Where a line in the records below contains the string "must", tally it; give only the final number.

*EXTRACTED ENTRIES:*
□ □ □ □ □

//! Pixel selection
//!
//! Picking follows a three-phase protocol. [`Selector::begin_selection`]
//! clears the hit buffer and yields the [`PickRegion`] the application
//! must restrict its frustum to while drawing tagged objects; during that
//! draw the application reports candidates with [`Selector::push_hit`];
//! [`Selector::end_selection`] resolves the nearest hit.

/// Rectangular pick region centered on the selection pixel.
#[derive(Debug, Clone, Copy, PartialEq)]
pub struct PickRegion {
    /// Center pixel, origin in the upper left corner.
    pub center: (f32, f32),
    /// Region width in pixels.
    pub width: u32,
    /// Region height in pixels.
    pub height: u32,
}

/// One tagged object seen in the pick region.
#[derive(Debug, Clone, Copy, PartialEq)]
pub struct SelectionHit {
    /// Application-chosen object id.
    pub id: u32,
    /// Minimum depth at which the object was seen (smaller is closer).
    pub min_depth: f32,
}

/// Hit collection and resolution state.
#[derive(Debug, Clone)]
pub struct Selector {
    region_width: u32,
    region_height: u32,
    capacity: usize,
    hits: Vec<SelectionHit>,
    truncated: bool,
    selected: Option<u32>,
}

impl Default for Selector {
    fn default() -> Self {
        Self {
            region_width: 3,
            region_height: 3,
            capacity: 1000,
            hits: Vec::new(),
            truncated: false,
            selected: None,
        }
    }
}

impl Selector {
    pub fn new() -> Self {
        Self::default()
    }

    /// Pick region width in pixels (default 3).
    pub fn set_region_width(&mut self, width: u32) {
        self.region_width = width.max(1);
    }

    /// Pick region height in pixels (default 3).
    pub fn set_region_height(&mut self, height: u32) {
        self.region_height = height.max(1);
    }

    /// Maximum number of recorded hits (default 1000).
    ///
    /// Hits past the capacity are silently dropped, mirroring the
    /// fixed-size select buffer of the underlying picking mechanism; size
    /// it for the densest expected pick region.
    pub fn set_capacity(&mut self, capacity: usize) {
        self.capacity = capacity.max(1);
    }

    pub fn capacity(&self) -> usize {
        self.capacity
    }

    /// The id resolved by the last selection, `None` when nothing was hit.
    pub fn selected_id(&self) -> Option<u32> {
        self.selected
    }

    /// Override the selection result (applications may preset it).
    pub fn set_selected_id(&mut self, id: Option<u32>) {
        self.selected = id;
    }

    /// Begin a selection at `pixel`: clears the hit buffer and returns
    /// the region the draw-with-names callback must honor.
    pub fn begin_selection(&mut self, pixel: (f32, f32)) -> PickRegion {
        self.hits.clear();
        self.truncated = false;
        PickRegion {
            center: pixel,
            width: self.region_width,
            height: self.region_height,
        }
    }

    /// Record a tagged hit. Beyond the capacity the hit is dropped.
    pub fn push_hit(&mut self, id: u32, min_depth: f32) {
        if self.hits.len() >= self.capacity {
            self.truncated = true;
            return;
        }
        self.hits.push(SelectionHit { id, min_depth });
    }

    /// Number of hits recorded since `begin_selection`.
    pub fn hit_count(&self) -> usize {
        self.hits.len()
    }

    /// Whether the last draw produced more hits than the buffer holds.
    pub fn was_truncated(&self) -> bool {
        self.truncated
    }

    /// Resolve the nearest recorded hit.
    ///
    /// The hit with the smallest minimum depth wins; ties keep the first
    /// recorded. Stores and returns the winner's id, `None` without hits.
    pub fn end_selection(&mut self) -> Option<u32> {
        if self.truncated {
            log::warn!(
                "selection hit buffer truncated at {} hits; increase the capacity",
                self.capacity
            );
        }

        let mut winner: Option<SelectionHit> = None;
        for hit in &self.hits {
            match &winner {
                Some(best) if hit.min_depth >= best.min_depth => {}
                _ => winner = Some(*hit),
            }
        }

        self.selected = winner.map(|hit| hit.id);
        self.selected
    }
}

#[cfg(test)]
mod tests {
    use super::*;

    #[test]
    fn test_nearest_hit_wins() {
        let mut selector = Selector::new();
        selector.begin_selection((100.0, 100.0));
        selector.push_hit(5, 10.0);
        selector.push_hit(7, 3.0);

        assert_eq!(selector.end_selection(), Some(7));
        assert_eq!(selector.selected_id(), Some(7));
    }

    #[test]
    fn test_no_hits_is_none() {
        let mut selector = Selector::new();
        selector.begin_selection((0.0, 0.0));
        assert_eq!(selector.end_selection(), None);
        assert_eq!(selector.selected_id(), None);
    }

    #[test]
    fn test_depth_tie_keeps_first() {
        let mut selector = Selector::new();
        selector.begin_selection((0.0, 0.0));
        selector.push_hit(1, 2.0);
        selector.push_hit(2, 2.0);
        assert_eq!(selector.end_selection(), Some(1));
    }

    #[test]
    fn test_begin_clears_previous_hits() {
        let mut selector = Selector::new();
        selector.begin_selection((0.0, 0.0));
        selector.push_hit(1, 1.0);
        selector.end_selection();

        selector.begin_selection((0.0, 0.0));
        assert_eq!(selector.hit_count(), 0);
        assert_eq!(selector.end_selection(), None);
    }

    #[test]
    fn test_capacity_truncates_silently() {
        let mut selector = Selector::new();
        selector.set_capacity(2);
        selector.begin_selection((0.0, 0.0));
        selector.push_hit(1, 5.0);
        selector.push_hit(2, 4.0);
        selector.push_hit(3, 0.1); // dropped
        assert_eq!(selector.hit_count(), 2);
        assert!(selector.was_truncated());
        assert_eq!(selector.end_selection(), Some(2));
    }

    #[test]
    fn test_region_parameters() {
        let mut selector = Selector::new();
        selector.set_region_width(5);
        selector.set_region_height(7);
        let region = selector.begin_selection((10.0, 20.0));
        assert_eq!(region.width, 5);
        assert_eq!(region.height, 7);
        assert_eq!(region.center, (10.0, 20.0));
    }
}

□ □ □ □ □

*RESPONSE BOX:* 2